Los niños que están rodeados de fumadores se enfrentan un riesgo más elevado de desarrollar enfisema cuando sean adultos no fumadores, quizá porque sus pulmones nunca se recuperan del todo de la exposición al humo del tabaco, según sugiere una investigación publicada en el “American Journal of Epidemiology”.

Los investigadores llegaron a sus conclusiones tras utilizar TAC en 1.781 no fumadores de seis comunidades en Estados Unidos. Cerca de la mitad creció en hogares en los que había al menos un fumador.

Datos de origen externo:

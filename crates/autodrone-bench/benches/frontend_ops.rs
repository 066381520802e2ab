//! Criterion micro-benchmarks for the front-end pipeline.

use criterion::{black_box, criterion_group, criterion_main, Criterion};

use autodrone::prelude::*;
use autodrone::syntax::{lex, parse};
use autodrone_bench::patrol_script;

/// Benchmark: tokenize the patrol script in both families.
fn bench_lex(c: &mut Criterion) {
    for family in [SyntaxFamily::Block, SyntaxFamily::Brace] {
        let source = patrol_script(family);
        let name = match family {
            SyntaxFamily::Block => "lex_block_patrol",
            SyntaxFamily::Brace => "lex_brace_patrol",
        };
        c.bench_function(name, |b| {
            b.iter(|| {
                let tokens = lex(family, black_box(source)).unwrap();
                black_box(&tokens);
            });
        });
    }
}

/// Benchmark: full lex + parse of the patrol script.
fn bench_parse(c: &mut Criterion) {
    for family in [SyntaxFamily::Block, SyntaxFamily::Brace] {
        let source = patrol_script(family);
        let name = match family {
            SyntaxFamily::Block => "parse_block_patrol",
            SyntaxFamily::Brace => "parse_brace_patrol",
        };
        c.bench_function(name, |b| {
            b.iter(|| {
                let tokens = lex(family, black_box(source)).unwrap();
                let parsed = parse(family, tokens).unwrap();
                black_box(&parsed);
            });
        });
    }
}

/// Benchmark: the whole pipeline, source to bytecode.
fn bench_compile(c: &mut Criterion) {
    let source = patrol_script(SyntaxFamily::Block);
    c.bench_function("compile_block_patrol", |b| {
        b.iter(|| {
            let compiled = compile_source(SyntaxFamily::Block, black_box(source)).unwrap();
            black_box(&compiled);
        });
    });
}

criterion_group!(benches, bench_lex, bench_parse, bench_compile);
criterion_main!(benches);
//! Tile kinds and collectible resources.

use std::fmt;

use serde::{Deserialize, Serialize};

/// The kind of a grid tile.
///
/// A closed set: level data may only contain these kinds, and the
/// simulator only ever writes `Empty` back (collected resources and
/// spent chargers).
#[derive(Clone, Copy, Debug, PartialEq, Eq, Hash, Serialize, Deserialize)]
#[serde(rename_all = "snake_case")]
pub enum TileKind {
    /// Traversable floor.
    Empty,
    /// Impassable.
    Wall,
    /// Collectible crystal.
    Crystal,
    /// Collectible data cache.
    Data,
    /// Collectible energy cell; grants energy when collected.
    EnergyCell,
    /// Traversable, but drains energy when entered.
    Hazard,
    /// Traversable; grants energy when entered, then becomes empty.
    Charger,
}

impl TileKind {
    /// Lowercase name, as returned to scripts by `scan()`.
    pub fn name(self) -> &'static str {
        match self {
            TileKind::Empty => "empty",
            TileKind::Wall => "wall",
            TileKind::Crystal => "crystal",
            TileKind::Data => "data",
            TileKind::EnergyCell => "energy_cell",
            TileKind::Hazard => "hazard",
            TileKind::Charger => "charger",
        }
    }

    /// Whether the drone can occupy this tile.
    pub fn is_walkable(self) -> bool {
        !matches!(self, TileKind::Wall)
    }

    /// The resource obtained by collecting this tile, if any.
    pub fn resource(self) -> Option<Resource> {
        match self {
            TileKind::Crystal => Some(Resource::Crystal),
            TileKind::Data => Some(Resource::Data),
            TileKind::EnergyCell => Some(Resource::EnergyCell),
            _ => None,
        }
    }
}

impl fmt::Display for TileKind {
    fn fmt(&self, f: &mut fmt::Formatter<'_>) -> fmt::Result {
        f.write_str(self.name())
    }
}

/// A collectible resource tracked in the drone's inventory.
#[derive(Clone, Copy, Debug, PartialEq, Eq, Hash, Serialize, Deserialize)]
#[serde(rename_all = "snake_case")]
pub enum Resource {
    /// From [`TileKind::Crystal`].
    Crystal,
    /// From [`TileKind::Data`].
    Data,
    /// From [`TileKind::EnergyCell`].
    EnergyCell,
}

impl Resource {
    /// Lowercase name used in objectives and inventory member access.
    pub fn name(self) -> &'static str {
        match self {
            Resource::Crystal => "crystal",
            Resource::Data => "data",
            Resource::EnergyCell => "energy_cell",
        }
    }
}

impl fmt::Display for Resource {
    fn fmt(&self, f: &mut fmt::Formatter<'_>) -> fmt::Result {
        f.write_str(self.name())
    }
}
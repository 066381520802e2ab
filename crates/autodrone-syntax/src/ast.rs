//! The unified abstract tree both syntax families parse into.
//!
//! A strict tree: no parent pointers, no sharing. Every node records
//! the 1-based `line` and `column` of its first token; the compiler
//! threads lines into the bytecode source map.

use autodrone_core::{TurnDir, Value};

/// A movement direction as written in a script.
///
/// Scripts can only move forward or back; sideways movement is done by
/// turning first.
#[derive(Clone, Copy, Debug, PartialEq, Eq)]
pub enum MoveDir {
    /// `move forward` / `move_forward()`.
    Forward,
    /// `move back` / `move_back()`.
    Back,
}

impl MoveDir {
    /// The heading-relative direction the simulator understands.
    pub fn to_rel(self) -> autodrone_core::RelDir {
        match self {
            MoveDir::Forward => autodrone_core::RelDir::Forward,
            MoveDir::Back => autodrone_core::RelDir::Back,
        }
    }
}

/// A whole script.
#[derive(Clone, Debug, PartialEq)]
pub struct Program {
    /// Top-level statements in source order.
    pub body: Vec<Stmt>,
}

/// A statement sequence inside a block construct.
#[derive(Clone, Debug, PartialEq)]
pub struct Block {
    /// Statements in source order.
    pub statements: Vec<Stmt>,
    /// 1-based line of the block's first token.
    pub line: u32,
    /// 1-based column of the block's first token.
    pub column: u32,
}

/// The `else` arm of an `if`.
#[derive(Clone, Debug, PartialEq)]
pub enum ElseBranch {
    /// A plain `else` block.
    Else(Block),
    /// An `elif` / `else if` chain; always a [`Stmt::If`].
    Elif(Box<Stmt>),
}

/// A statement.
#[derive(Clone, Debug, PartialEq)]
pub enum Stmt {
    /// Move one tile forward or back.
    Move {
        /// The written direction.
        dir: MoveDir,
        /// 1-based source line.
        line: u32,
        /// 1-based source column.
        column: u32,
    },
    /// Rotate the drone 90°.
    Turn {
        /// The written direction.
        dir: TurnDir,
        /// 1-based source line.
        line: u32,
        /// 1-based source column.
        column: u32,
    },
    /// Pick up the resource under the drone.
    Collect {
        /// 1-based source line.
        line: u32,
        /// 1-based source column.
        column: u32,
    },
    /// Idle and recharge for a fixed number of ticks.
    Wait {
        /// Tick count; defaults to 1 when omitted in source.
        ticks: u32,
        /// 1-based source line.
        line: u32,
        /// 1-based source column.
        column: u32,
    },
    /// Evaluate an expression and record it in the event log.
    Log {
        /// The logged expression.
        expr: Expr,
        /// 1-based source line.
        line: u32,
        /// 1-based source column.
        column: u32,
    },
    /// Conditional execution with an optional else/elif chain.
    If {
        /// The condition.
        cond: Expr,
        /// Statements run when the condition is truthy.
        consequent: Block,
        /// The `else` arm, if any.
        alternate: Option<ElseBranch>,
        /// 1-based source line.
        line: u32,
        /// 1-based source column.
        column: u32,
    },
    /// Run a body a fixed number of times.
    Loop {
        /// The repeat count. Signed: the brace family's `for` header
        /// computes it as a difference, which can be negative; a count
        /// of zero or less runs the body zero times.
        count: i64,
        /// The repeated statements.
        body: Block,
        /// 1-based source line.
        line: u32,
        /// 1-based source column.
        column: u32,
    },
    /// Run a body while a condition stays truthy.
    While {
        /// The condition, re-evaluated before each iteration.
        cond: Expr,
        /// The repeated statements.
        body: Block,
        /// 1-based source line.
        line: u32,
        /// 1-based source column.
        column: u32,
    },
}

impl Stmt {
    /// The statement's 1-based source line.
    pub fn line(&self) -> u32 {
        match self {
            Stmt::Move { line, .. }
            | Stmt::Turn { line, .. }
            | Stmt::Collect { line, .. }
            | Stmt::Wait { line, .. }
            | Stmt::Log { line, .. }
            | Stmt::If { line, .. }
            | Stmt::Loop { line, .. }
            | Stmt::While { line, .. } => *line,
        }
    }
}

/// A binary operator.
#[derive(Clone, Copy, Debug, PartialEq, Eq)]
pub enum BinOp {
    /// `+`
    Add,
    /// `-`
    Sub,
    /// `==`
    Eq,
    /// `!=`
    Neq,
    /// `<`
    Lt,
    /// `>`
    Gt,
    /// `<=`
    Lte,
    /// `>=`
    Gte,
    /// `and` / `&&`
    And,
    /// `or` / `||`
    Or,
}

/// A unary operator.
#[derive(Clone, Copy, Debug, PartialEq, Eq)]
pub enum UnOp {
    /// `not` / `!`
    Not,
}

/// An expression.
#[derive(Clone, Debug, PartialEq)]
pub enum Expr {
    /// A number, string or boolean literal.
    Literal {
        /// The literal value.
        value: Value,
        /// 1-based source line.
        line: u32,
        /// 1-based source column.
        column: u32,
    },
    /// A read-only name, resolved by the VM at execution time.
    Identifier {
        /// The name as written.
        name: String,
        /// 1-based source line.
        line: u32,
        /// 1-based source column.
        column: u32,
    },
    /// A binary operation.
    Binary {
        /// The operator.
        op: BinOp,
        /// Left operand.
        left: Box<Expr>,
        /// Right operand.
        right: Box<Expr>,
        /// 1-based source line.
        line: u32,
        /// 1-based source column.
        column: u32,
    },
    /// A unary operation.
    Unary {
        /// The operator.
        op: UnOp,
        /// The operand.
        operand: Box<Expr>,
        /// 1-based source line.
        line: u32,
        /// 1-based source column.
        column: u32,
    },
    /// A call. The parser only produces identifier callees; the
    /// compiler rejects anything else as an internal error.
    Call {
        /// The called expression.
        callee: Box<Expr>,
        /// Arguments in source order.
        arguments: Vec<Expr>,
        /// 1-based source line.
        line: u32,
        /// 1-based source column.
        column: u32,
    },
    /// Field projection, `object.property`.
    Member {
        /// The projected expression.
        object: Box<Expr>,
        /// The field name.
        property: String,
        /// 1-based source line.
        line: u32,
        /// 1-based source column.
        column: u32,
    },
}

impl Expr {
    /// The expression's 1-based source line.
    pub fn line(&self) -> u32 {
        match self {
            Expr::Literal { line, .. }
            | Expr::Identifier { line, .. }
            | Expr::Binary { line, .. }
            | Expr::Unary { line, .. }
            | Expr::Call { line, .. }
            | Expr::Member { line, .. } => *line,
        }
    }

    /// Whether this is the literal `true` or the identifier `true`,
    /// the forms the unreachable-code warning looks for.
    pub fn is_literally_true(&self) -> bool {
        match self {
            Expr::Literal {
                value: Value::Bool(true),
                ..
            } => true,
            Expr::Identifier { name, .. } => name.eq_ignore_ascii_case("true"),
            _ => false,
        }
    }
}
//! The virtual machine.

use std::fmt;

use indexmap::IndexMap;
use log::{debug, warn};
use smallvec::SmallVec;

use autodrone_core::{
    Action, ActionKind, ActionReceipt, RuntimeError, ScanDir, Value,
};
use autodrone_compiler::{Bytecode, Op};
use autodrone_world::World;
use crossbeam_channel::Receiver;

use crate::bus::{EventBus, Subscriber};
use crate::event::{Event, EventKind, EventPayload};
use crate::history::{HistoryRing, VmSnapshot};
use crate::options::{VmConfigError, VmOptions};

/// The VM's execution state machine.
#[derive(Clone, Copy, Debug, PartialEq, Eq)]
pub enum ExecState {
    /// Loaded, not yet started.
    Ready,
    /// Ticks advance instructions.
    Running,
    /// Suspended by the driver; ticks still advance when requested.
    Paused,
    /// Finished normally or stopped.
    Halted,
    /// Stopped by a runtime error.
    Error,
}

impl fmt::Display for ExecState {
    fn fmt(&self, f: &mut fmt::Formatter<'_>) -> fmt::Result {
        let name = match self {
            ExecState::Ready => "ready",
            ExecState::Running => "running",
            ExecState::Paused => "paused",
            ExecState::Halted => "halted",
            ExecState::Error => "error",
        };
        f.write_str(name)
    }
}

/// A runtime error annotated with its source line.
#[derive(Clone, Debug, PartialEq, Eq)]
pub struct VmError {
    /// The underlying error.
    pub kind: RuntimeError,
    /// 1-based faulting source line, 0 if unmapped.
    pub line: u32,
}

impl fmt::Display for VmError {
    fn fmt(&self, f: &mut fmt::Formatter<'_>) -> fmt::Result {
        if self.line > 0 {
            write!(f, "line {}: {}", self.line, self.kind)
        } else {
            write!(f, "{}", self.kind)
        }
    }
}

impl std::error::Error for VmError {
    fn source(&self) -> Option<&(dyn std::error::Error + 'static)> {
        Some(&self.kind)
    }
}

/// The stepwise bytecode interpreter.
///
/// One [`tick`](Vm::tick) executes one instruction. Action opcodes
/// yield an [`Action`] for the driver instead of touching the world;
/// the world reference passed to `tick` is only read (name lookups) or
/// scanned. A full VM+world snapshot is captured before every tick and
/// kept in a bounded history for [`rewind`](Vm::rewind).
#[derive(Debug)]
pub struct Vm {
    code: Bytecode,
    options: VmOptions,
    ip: usize,
    stack: Vec<Value>,
    instruction_count: u32,
    state: ExecState,
    history: HistoryRing,
    event_log: Vec<Event>,
    bus: EventBus,
    backjump_counts: IndexMap<usize, u32>,
}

“Pudimos detectar una diferencia en las TAC entre los pulmones de los participantes que habían vivido con fumadores durante la infancia y los que no”, señaló Gina Lovasi, de Mailman School of Public Health (Estados Unidos). “Algunos de los efectos perjudiciales conocidos del humo de tabaco se producen a corto plazo, pero esta investigación sugiere que estos efectos sobre los pulmones también podrían permanecer durante décadas”.

Los autores no encontraron una relación entre la exposición infantil al humo de tabaco y la función pulmonar. “Sin embargo, el enfisema podría ser una medida de daño más sensible en comparación con la función pulmonar en esta cohorte relativamente saludable”, destacó Lovasi.